The supply of autos is one such example.
New as well as used vehicles have been in short supply throughout the pandemic, at times forcing consumers to wait as long as a year for the most popular models.
In early 2020, when the pandemic put most Americans in lockdown, carmakers began to anticipate a fall in demand, so they significantly scaled back production. This sent a signal to suppliers, especially of computer chips, that they would need to find different buyers for their products.
Computer chips aren’t one size fits all; they are designed differently depending on their end use. So chipmakers began making fewer chips intended for use in cars and trucks and more for computers and smart refrigerators.
So when demand for vehicles suddenly returned in early 2021, carmakers were unable to secure enough chips to ramp up production. Production last year was down about 13% from 2019 levels. Since then, chipmakers have began to produce more car-specific chips, and Congress even passed a law to beef up U.S. manufacturing of semiconductors. Some carmakers, such as Ford and General Motors, have decided to sell incomplete cars, without chips and the special features they power like touchscreens, to relieve delays.

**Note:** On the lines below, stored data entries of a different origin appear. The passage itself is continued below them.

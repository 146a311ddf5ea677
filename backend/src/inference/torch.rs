use std::sync::Mutex;

use shared::ClassifierKind;
use tch::vision::imagenet;
use tch::{CModule, Device, Kind, Tensor};

use super::model::{Classifier, InferenceError, PredictionVector};
use super::preprocess::{Normalization, PixelTensor};
use crate::config::ClassifierConfig;

/// MobileNetV2 exported to TorchScript with ImageNet weights.
pub struct TorchClassifier {
    module: Mutex<CModule>,
    device: Device,
}

impl TorchClassifier {
    pub fn load(config: &ClassifierConfig) -> Result<Self, InferenceError> {
        let path = &config.model_path;
        if !path.is_file() {
            return Err(InferenceError::ModelUnavailable(format!(
                "no weights at {}",
                path.display()
            )));
        }

        let device = if config.use_cuda {
            Device::cuda_if_available()
        } else {
            Device::Cpu
        };
        let mut module = CModule::load_on_device(path, device)
            .map_err(|e| InferenceError::ModelUnavailable(e.to_string()))?;
        module.set_eval();
        log::info!("MobileNetV2 running on {:?}", device);

        Ok(Self {
            module: Mutex::new(module),
            device,
        })
    }
}

impl Classifier for TorchClassifier {
    fn kind(&self) -> ClassifierKind {
        ClassifierKind::MobileNetV2
    }

    fn normalization(&self) -> Normalization {
        Normalization::ImageNet
    }

    fn predict(&self, batch: &PixelTensor) -> Result<PredictionVector, InferenceError> {
        let (n, h, w, c) = batch.dim();
        let data: Vec<f32> = batch.iter().copied().collect();
        // NHWC -> NCHW
        let input = Tensor::from_slice(&data)
            .view([n as i64, h as i64, w as i64, c as i64])
            .permute([0, 3, 1, 2])
            .to_device(self.device);

        let module = self
            .module
            .lock()
            .map_err(|_| InferenceError::Model("model lock poisoned".to_string()))?;
        let logits = tch::no_grad(|| module.forward_ts(&[input]))
            .map_err(|e| InferenceError::Model(e.to_string()))?;

        let probabilities = logits
            .softmax(-1, Kind::Float)
            .view([-1])
            .to_device(Device::Cpu);
        Vec::<f32>::try_from(&probabilities).map_err(|e| InferenceError::Model(e.to_string()))
    }

    fn labels(&self) -> Option<&[&str]> {
        let classes: &'static [&'static str] = &imagenet::CLASSES;
        Some(classes)
    }
}
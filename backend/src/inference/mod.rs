pub mod compose;
pub mod decode;
pub mod model;
pub mod preprocess;
#[cfg(feature = "torch")]
pub mod torch;

use rand::Rng;
use shared::HealthReport;

pub use model::{Classifier, InferenceError, load_classifier};

/// Decode, normalize, classify and score one uploaded image.
pub fn analyze<R: Rng + ?Sized>(
    classifier: &dyn Classifier,
    image_bytes: &[u8],
    rng: &mut R,
) -> Result<HealthReport, InferenceError> {
    let image = decode::decode_image(image_bytes)?;
    let batch = preprocess::to_batch(&image, classifier.normalization());
    let predictions = classifier.predict(&batch)?;
    Ok(compose::compose(&predictions, classifier.labels(), rng))
}
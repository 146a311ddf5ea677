use image::RgbImage;
use ndarray::Array4;

/// Batch of one NHWC image, shape `(1, height, width, 3)`.
pub type PixelTensor = Array4<f32>;

// torchvision ImageNet statistics, per RGB channel.
const IMAGENET_MEAN: [f32; 3] = [0.485, 0.456, 0.406];
const IMAGENET_STD: [f32; 3] = [0.229, 0.224, 0.225];

/// How raw `u8` channel values are mapped before they reach a classifier.
#[derive(Debug, Clone, Copy, PartialEq, Eq)]
pub enum Normalization {
    /// Scale to [0, 1], then standardize with the ImageNet mean and std.
    ImageNet,
    /// Scale to [0, 1].
    UnitRange,
}

impl Normalization {
    fn apply(self, channel: usize, value: u8) -> f32 {
        let scaled = f32::from(value) / 255.0;
        match self {
            Normalization::ImageNet => (scaled - IMAGENET_MEAN[channel]) / IMAGENET_STD[channel],
            Normalization::UnitRange => scaled,
        }
    }
}

pub fn to_batch(image: &RgbImage, normalization: Normalization) -> PixelTensor {
    let (width, height) = image.dimensions();
    Array4::from_shape_fn(
        (1, height as usize, width as usize, 3),
        |(_, y, x, c)| normalization.apply(c, image.get_pixel(x as u32, y as u32)[c]),
    )
}

#[cfg(test)]
mod tests {
    use super::*;
    use image::Rgb;

    fn solid(rgb: [u8; 3]) -> RgbImage {
        RgbImage::from_pixel(224, 224, Rgb(rgb))
    }

    #[test]
    fn batch_is_nhwc_with_single_item() {
        let batch = to_batch(&solid([0, 0, 0]), Normalization::UnitRange);
        assert_eq!(batch.dim(), (1, 224, 224, 3));
    }

    #[test]
    fn unit_range_divides_by_255() {
        let batch = to_batch(&solid([255, 0, 51]), Normalization::UnitRange);
        assert_eq!(batch[[0, 5, 7, 0]], 1.0);
        assert_eq!(batch[[0, 5, 7, 1]], 0.0);
        assert!((batch[[0, 5, 7, 2]] - 0.2).abs() < 1e-6);
        assert!(batch.iter().all(|v| (0.0..=1.0).contains(v)));
    }

    #[test]
    fn imagenet_standardizes_each_channel() {
        let batch = to_batch(&solid([255, 255, 255]), Normalization::ImageNet);
        for c in 0..3 {
            let expected = (1.0 - IMAGENET_MEAN[c]) / IMAGENET_STD[c];
            assert!((batch[[0, 0, 0, c]] - expected).abs() < 1e-5);
        }

        let black = to_batch(&solid([0, 0, 0]), Normalization::ImageNet);
        assert!((black[[0, 100, 100, 0]] + 0.485 / 0.229).abs() < 1e-5);
    }

    #[test]
    fn pixel_positions_map_to_height_then_width() {
        let mut image = solid([0, 0, 0]);
        image.put_pixel(10, 3, Rgb([255, 255, 255]));
        let batch = to_batch(&image, Normalization::UnitRange);
        assert_eq!(batch[[0, 3, 10, 0]], 1.0);
        assert_eq!(batch[[0, 10, 3, 0]], 0.0);
    }
}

But shortages remain. You could chalk this up to poor planning, but it’s also the bullwhip effect in action.
And this is a problem for a heck of a lot of goods and parts, especially if they, like semiconductors, come from Asia.
Most of this stuff travels to the U.S. by container ships, the cheapest means of transportation. That means goods must typically spend a week or longer traversing the Pacific Ocean.
The bullwhip effect comes in when a disruption in the information flow from customer to supplier happens.